The pandemic brought more patients to the offices of behavioral health care providers. And, so far, it looks like a new standard has been set.
Frank Ghinassi, who serves as senior vice president of the Behavioral Health and Addiction Service Line at RWJBarnabas Health, said people went from having maybe two contacts in their life with behavioral health disorders to more like four or five. That number hasn’t shown signs of retreating to where it once was.
Another thing that hasn’t changed in the post-pandemic environment, he added, is that it’s not always easy to find treatment when it’s needed.
“Coming off the pandemic, we’ve refocused society on the issues around the prevalence of behavioral health disorders,” he said. “But there’s still a discrepancy between need and access in a lot of places.”
Industry experts refer to the number of federally designated mental health professional shortage areas, where more than half of the country’s rural residents live, according to a report in the Journal of Clinical and Translational Science.
But access issues show up even in metropolitan areas, where private practice dominates among behavioral health service providers, Ghinassi said.
General vs. specialized
Health care professionals in rural areas tend to be more generalized, and urban areas tend to feature more specialists. There are always exceptions to the rule, but that’s how Frank Ghinassi of RWJBarnabas Health sketches it out.
“The traditional country primary doctor someone might have in mind has done a lot of suturing and done a little of everything,” he said. “In a big urban area, in general, you’re going to find more specialists.”
One thing people might not realize about the behavioral health landscape, Ghinassi adds, is that it shares some of the same characteristics when it comes to the urban and rural distinctions.
“If you’re doing psychiatry in a rural setting, you’re going to see everyone, and so you have to be a generalist,” he said. “But in the urban clusters of behavioral health professionals, it tends to be that people have anxiety specialties, or depression, or they see patients with autism.”
“There’s more psychotherapy interventions available in every city, but you’ll find that a vast majority don’t put themselves on any insurance panels,” he said. “If you’d like to use one of these services with commercial insurance or Medicaid, often, they’ll tell you they don’t take insurance. And their fee is whatever the market will value, which is probably a lot higher in (this region) than most places.”
The level at which behavioral health disorders are reimbursed falls a great deal shy of what these practices believe is required to participate in insurance plans.
“Patients are making payments in cash, and told they can go try to get it reimbursed later,” Ghinassi said. “But that might be less than half what they’re being charged.”

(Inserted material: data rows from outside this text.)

//! Consistent hashing ring implementation.

use std::collections::{BTreeMap, BTreeSet};
use std::sync::Arc;

use tracing::{debug, warn};

use crate::error::RingError;
use crate::hash::{key_position, replica_position};

/// A key whose owning node differs between two ring states.
#[derive(Debug, Clone, PartialEq, Eq)]
pub struct Migration {
    /// The key that must move.
    pub key: String,
    /// The node that owns it in the old ring.
    pub from: String,
    /// The node that owns it in the new ring.
    pub to: String,
}

/// Summary of how a sample of keys spreads over the ring.
#[derive(Debug, Clone, PartialEq)]
pub struct RingStats {
    /// Number of physical nodes.
    pub node_count: usize,
    /// Number of occupied positions on the ring.
    pub vnode_count: usize,
    /// Positions inserted per node.
    pub replicas: u32,
    /// Number of keys in the sample.
    pub sampled_keys: usize,
    /// Smallest fraction of the sample owned by any single node.
    pub min_fraction: f64,
    /// Largest fraction of the sample owned by any single node.
    pub max_fraction: f64,
}

/// Consistent hashing ring mapping keys to named nodes.
///
/// Each node is mapped to `replicas` virtual nodes on a u64 ring. A key is
/// owned by the node at the smallest position greater than or equal to the
/// key's own position, wrapping around to the smallest position overall.
///
/// Two virtual nodes landing on the same position is not an error: the later
/// insertion takes the position over and a warning is logged.
#[derive(Debug, Clone)]
pub struct Ring {
    /// Virtual node positions: ring position -> node name.
    vnodes: BTreeMap<u64, Arc<str>>,
    /// Names of the nodes currently added.
    nodes: BTreeSet<Arc<str>>,
    /// Virtual nodes inserted per node.
    replicas: u32,
}

impl Ring {
    /// Create a new empty ring with `replicas` virtual nodes per node.
    ///
    /// Fails with [`RingError::InvalidConfig`] when `replicas` is zero.
    pub fn new(replicas: u32) -> Result<Self, RingError> {
        if replicas == 0 {
            return Err(RingError::InvalidConfig(
                "replica count must be at least 1".to_string(),
            ));
        }
        Ok(Self {
            vnodes: BTreeMap::new(),
            nodes: BTreeSet::new(),
            replicas,
        })
    }

    /// Create a ring and add every node in `names`.
    pub fn with_nodes<I, S>(replicas: u32, names: I) -> Result<Self, RingError>
    where
        I: IntoIterator<Item = S>,
        S: AsRef<str>,
    {
        let mut ring = Self::new(replicas)?;
        for name in names {
            ring.add_node(name.as_ref());
        }
        Ok(ring)
    }

    /// Add a node to the ring.
    ///
    /// Inserts `replicas` positions derived from the node name. Adding a node
    /// that is already present re-inserts the same positions and changes
    /// nothing.
    pub fn add_node(&mut self, name: &str) {
        let node = match self.nodes.get(name) {
            Some(existing) => Arc::clone(existing),
            None => Arc::from(name),
        };

        for i in 0..self.replicas {
            self.place(replica_position(name, i), Arc::clone(&node));
        }

        self.nodes.insert(node);
        debug!(node = name, replicas = self.replicas, "added node to ring");
    }

    /// Remove a node from the ring.
    ///
    /// Removing a node that was never added, or removing it twice, is a
    /// no-op. Positions that a colliding node has since taken over stay with
    /// that node.
    pub fn remove_node(&mut self, name: &str) {
        if !self.nodes.remove(name) {
            return;
        }

        for i in 0..self.replicas {
            let pos = replica_position(name, i);
            if self.vnodes.get(&pos).is_some_and(|owner| **owner == *name) {
                self.vnodes.remove(&pos);
            }
        }
        debug!(node = name, "removed node from ring");
    }

    /// Resolve a key to the node that owns it.
    ///
    /// Returns `None` only when the ring is empty.
    pub fn resolve(&self, key: &str) -> Option<&str> {
        let pos = key_position(key);

        // BTreeMap::range gives the clockwise successor; fall back to the
        // first position when the key hashes past the end of the ring.
        self.vnodes
            .range(pos..)
            .next()
            .or_else(|| self.vnodes.iter().next())
            .map(|(_, node)| node.as_ref())
    }

    /// Determine up to `count` distinct nodes for a key.
    ///
    /// Walks clockwise from the key's position on the ring, collecting
    /// distinct node names. The first entry is always [`Ring::resolve`]'s
    /// answer. If fewer distinct nodes exist than `count`, returns all of
    /// them.
    pub fn owners(&self, key: &str, count: usize) -> Vec<&str> {
        if self.vnodes.is_empty() || count == 0 {
            return Vec::new();
        }

        let pos = key_position(key);
        let max_distinct = count.min(self.nodes.len());
        let mut owners: Vec<&str> = Vec::with_capacity(max_distinct);

        let after = self.vnodes.range(pos..);
        let before = self.vnodes.range(..pos);

        for (_, node) in after.chain(before) {
            if !owners.contains(&node.as_ref()) {
                owners.push(node.as_ref());
                if owners.len() == max_distinct {
                    break;
                }
            }
        }

        owners
    }

    /// Compute which keys change owner between two ring states.
    ///
    /// Keys that do not resolve in one of the rings (because it is empty)
    /// produce no migration.
    pub fn diff<I, K>(old: &Ring, new: &Ring, keys: I) -> Vec<Migration>
    where
        I: IntoIterator<Item = K>,
        K: AsRef<str>,
    {
        let mut migrations = Vec::new();

        for key in keys {
            let key = key.as_ref();
            if let (Some(from), Some(to)) = (old.resolve(key), new.resolve(key)) {
                if from != to {
                    migrations.push(Migration {
                        key: key.to_string(),
                        from: from.to_string(),
                        to: to.to_string(),
                    });
                }
            }
        }

        migrations
    }

    /// Count how many of `keys` each node owns.
    ///
    /// Every present node appears in the result, including those that own
    /// none of the sampled keys.
    pub fn load<I, K>(&self, keys: I) -> BTreeMap<String, usize>
    where
        I: IntoIterator<Item = K>,
        K: AsRef<str>,
    {
        let mut counts: BTreeMap<String, usize> =
            self.nodes.iter().map(|n| (n.to_string(), 0)).collect();

        for key in keys {
            if let Some(node) = self.resolve(key.as_ref()) {
                *counts.entry(node.to_string()).or_insert(0) += 1;
            }
        }

        counts
    }

    /// Summarize how evenly a sample of keys spreads across the nodes.
    pub fn stats<I, K>(&self, keys: I) -> RingStats
    where
        I: IntoIterator<Item = K>,
        K: AsRef<str>,
    {
        let counts = self.load(keys);
        let sampled_keys: usize = counts.values().sum();

        let (min_fraction, max_fraction) = if sampled_keys == 0 {
            (0.0, 0.0)
        } else {
            let total = sampled_keys as f64;
            let min = counts.values().copied().min().unwrap_or(0);
            let max = counts.values().copied().max().unwrap_or(0);
            (min as f64 / total, max as f64 / total)
        };

        RingStats {
            node_count: self.node_count(),
            vnode_count: self.vnode_count(),
            replicas: self.replicas,
            sampled_keys,
            min_fraction,
            max_fraction,
        }
    }

    /// Return the number of virtual nodes inserted per node.
    pub fn replicas(&self) -> u32 {
        self.replicas
    }

    /// Return the number of physical nodes in the ring.
    pub fn node_count(&self) -> usize {
        self.nodes.len()
    }

    /// Return the total number of occupied positions in the ring.
    pub fn vnode_count(&self) -> usize {
        self.vnodes.len()
    }

    /// Whether the ring has no positions at all.
    pub fn is_empty(&self) -> bool {
        self.vnodes.is_empty()
    }

    /// Whether a node with this name is currently present.
    pub fn contains(&self, name: &str) -> bool {
        self.nodes.contains(name)
    }

    /// Return all node names in ascending order.
    pub fn nodes(&self) -> impl Iterator<Item = &str> {
        self.nodes.iter().map(|n| n.as_ref())
    }

    /// Return every `(position, node)` pair in ascending position order.
    pub fn iter(&self) -> impl Iterator<Item = (u64, &str)> {
        self.vnodes.iter().map(|(pos, node)| (*pos, node.as_ref()))
    }

    /// Return the positions currently held by `name`, ascending.
    pub fn positions_of(&self, name: &str) -> Vec<u64> {
        if !self.contains(name) {
            return Vec::new();
        }

        let mut positions: Vec<u64> = (0..self.replicas)
            .map(|i| replica_position(name, i))
            .filter(|pos| self.vnodes.get(pos).is_some_and(|owner| **owner == *name))
            .collect();
        positions.sort_unstable();
        positions.dedup();
        positions
    }

    /// Insert a single position, overwriting whatever occupied it.
    fn place(&mut self, pos: u64, node: Arc<str>) {
        if let Some(previous) = self.vnodes.insert(pos, Arc::clone(&node)) {
            if previous != node {
                warn!(
                    position = pos,
                    evicted = %previous,
                    node = %node,
                    "ring position collision, overwriting occupant"
                );
            }
        }
    }
}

While the out-of-pocket fees might be lower in rural counties than urban ones, it’s always orders of magnitude more than what Medicaid or commercial plans would reimburse, he added. Private practitioners convey that they wouldn’t make an adequate income otherwise.
The predicament has led to less young health care scholars choosing to end up in behavioral health among the broad range of medical professionals available. As a result, researchers say the country could end up short of more than 30,000 psychiatrists within several years.
And, just having more students pursue behavioral health careers wouldn’t close the gap between mental health needs and accessibility, in Ghinassi’s view. That would take rethinking how these professionals are reimbursed in the first place.
“That’s why many groups across the country are trying to look into how those rates can be adjusted,” he said. “It’s a dilemma. And it’s one that states as well as the federal government will continue trying to tackle.”